On Wednesday 27th April, Professor Siriwardena, Viet-Hai Phung and Fiona Togher attended the launch event of the National Institute for Health Research (NIHR) themed review of prehospital care. This was held at Firth Court, University of Sheffield. The session was action-packed and included four presentations from senior prehospital care researchers whose work had been included as part the review. Within these presentations Professor Siriwardena spoke about patient outcomes and experience in relation to the ambulance service and detailed some of the work that has been undertaken within CaHRU and collaboratively with EMAS and the University of Sheffield. This included the Prehospital Outcomes for Evidence Based Evaluation (PhOEBE) programme – focussing particularly on the qualitative work we did to explore what was of value to patients that needed to access emergency ambulance care. Professor Siriwardena’s presentation was informative, insightful and particularly well received by the patient and public involvement group members that were in the audience.
Professor Tom Quinn also gave a fascinating presentation about the work undertaken by Kingston University and the University of London around the effectiveness of introducing a mechanical chest compression device into front-line emergency response vehicles. They hypothesis was that the use of mechanical devices (rather than administering manual resuscitation) should improve survival from out of hospital cardiac arrests. Interestingly though, the research team concluded from the evidence that adopting these devices routinely would not improve patient outcomes.

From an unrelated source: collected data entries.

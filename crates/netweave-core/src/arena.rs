// SPDX-License-Identifier: Apache-2.0
// © James Ross Ω FLYING•ROBOTS <https://github.com/flyingrobots>
//! Generational slot arena backing node and edge storage.
//!
//! Freed slots bump their generation before reuse, so a handle issued for a
//! previous occupant never resolves to the new one.

use crate::ident::SlotKey;

#[derive(Clone, Debug)]
struct Slot<T> {
    generation: u32,
    value: Option<T>,
}

#[derive(Clone, Debug)]
pub(crate) struct Arena<T> {
    slots: Vec<Slot<T>>,
    free: Vec<u32>,
    len: usize,
}

impl<T> Default for Arena<T> {
    fn default() -> Self {
        Self {
            slots: Vec::new(),
            free: Vec::new(),
            len: 0,
        }
    }
}

impl<T> Arena<T> {
    pub(crate) fn insert(&mut self, value: T) -> SlotKey {
        self.len += 1;
        if let Some(index) = self.free.pop() {
            let slot = &mut self.slots[index as usize];
            debug_assert!(slot.value.is_none(), "free list referenced a live slot");
            slot.value = Some(value);
            return SlotKey {
                index,
                generation: slot.generation,
            };
        }
        let index = u32::try_from(self.slots.len()).unwrap_or(u32::MAX);
        self.slots.push(Slot {
            generation: 0,
            value: Some(value),
        });
        SlotKey {
            index,
            generation: 0,
        }
    }

    /// Returns the key the next `insert` will hand out.
    pub(crate) fn peek_key(&self) -> SlotKey {
        self.free.last().map_or_else(
            || SlotKey {
                index: u32::try_from(self.slots.len()).unwrap_or(u32::MAX),
                generation: 0,
            },
            |&index| SlotKey {
                index,
                generation: self.slots[index as usize].generation,
            },
        )
    }

    pub(crate) fn get(&self, key: SlotKey) -> Option<&T> {
        self.slots
            .get(key.index as usize)
            .filter(|slot| slot.generation == key.generation)
            .and_then(|slot| slot.value.as_ref())
    }

    pub(crate) fn get_mut(&mut self, key: SlotKey) -> Option<&mut T> {
        self.slots
            .get_mut(key.index as usize)
            .filter(|slot| slot.generation == key.generation)
            .and_then(|slot| slot.value.as_mut())
    }

    pub(crate) fn contains(&self, key: SlotKey) -> bool {
        self.get(key).is_some()
    }

    pub(crate) fn remove(&mut self, key: SlotKey) -> Option<T> {
        let slot = self.slots.get_mut(key.index as usize)?;
        if slot.generation != key.generation {
            return None;
        }
        let value = slot.value.take()?;
        slot.generation = slot.generation.wrapping_add(1);
        self.free.push(key.index);
        self.len -= 1;
        Some(value)
    }

    pub(crate) fn len(&self) -> usize {
        self.len
    }

    pub(crate) fn iter(&self) -> impl Iterator<Item = (SlotKey, &T)> {
        self.slots.iter().enumerate().filter_map(|(index, slot)| {
            slot.value.as_ref().map(|value| {
                (
                    SlotKey {
                        index: index as u32,
                        generation: slot.generation,
                    },
                    value,
                )
            })
        })
    }
}

#[cfg(test)]
mod tests {
    use super::*;

    #[test]
    fn stale_keys_do_not_resolve_after_reuse() {
        let mut arena = Arena::default();
        let a = arena.insert("a");
        assert_eq!(arena.remove(a), Some("a"));
        let b = arena.insert("b");
        assert_eq!(a.index, b.index);
        assert_ne!(a.generation, b.generation);
        assert!(arena.get(a).is_none());
        assert_eq!(arena.get(b), Some(&"b"));
        assert_eq!(arena.len(), 1);
    }

    #[test]
    fn peek_key_predicts_next_insert() {
        let mut arena = Arena::default();
        let first = arena.insert(1);
        arena.remove(first);
        let predicted = arena.peek_key();
        assert_eq!(arena.insert(2), predicted);
    }
}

Following the research presentations the session continued with Daniel Mason, a member of the National Ambulance Commissioners Network sharing some of his thoughts on the research presented in the review in relation to the provider-commissioner relationship. One of the key points he highlighted was a need to include commissioners in the dissemination of key research findings that could have an impact on policy and practice. Finally, Derek Prentice, the chair of the lay group of the Royal College of Emergency Medicine reminded the delegates that ultimately the purpose of undertaking any healthcare research, not just prehospital research, is to improve the quality of care and the quality of experience provided to patients. It is patients that must remain at the centre of everything that we as researchers do.
Overall the event was a wonderful opportunity to hear about some of the major prehospital care research projects that have been undertaken with the support of NIHR funding during the last ten years. As the official event due to a close the delegates gathered over lunch and networking with colleagues with similar interests resumed. Upon reflection it was exciting to get a glimpse of the progress that has been made in the field of prehospital care research and to look forward to the contribution that CaHRU will continue to make in this area of healthcare research.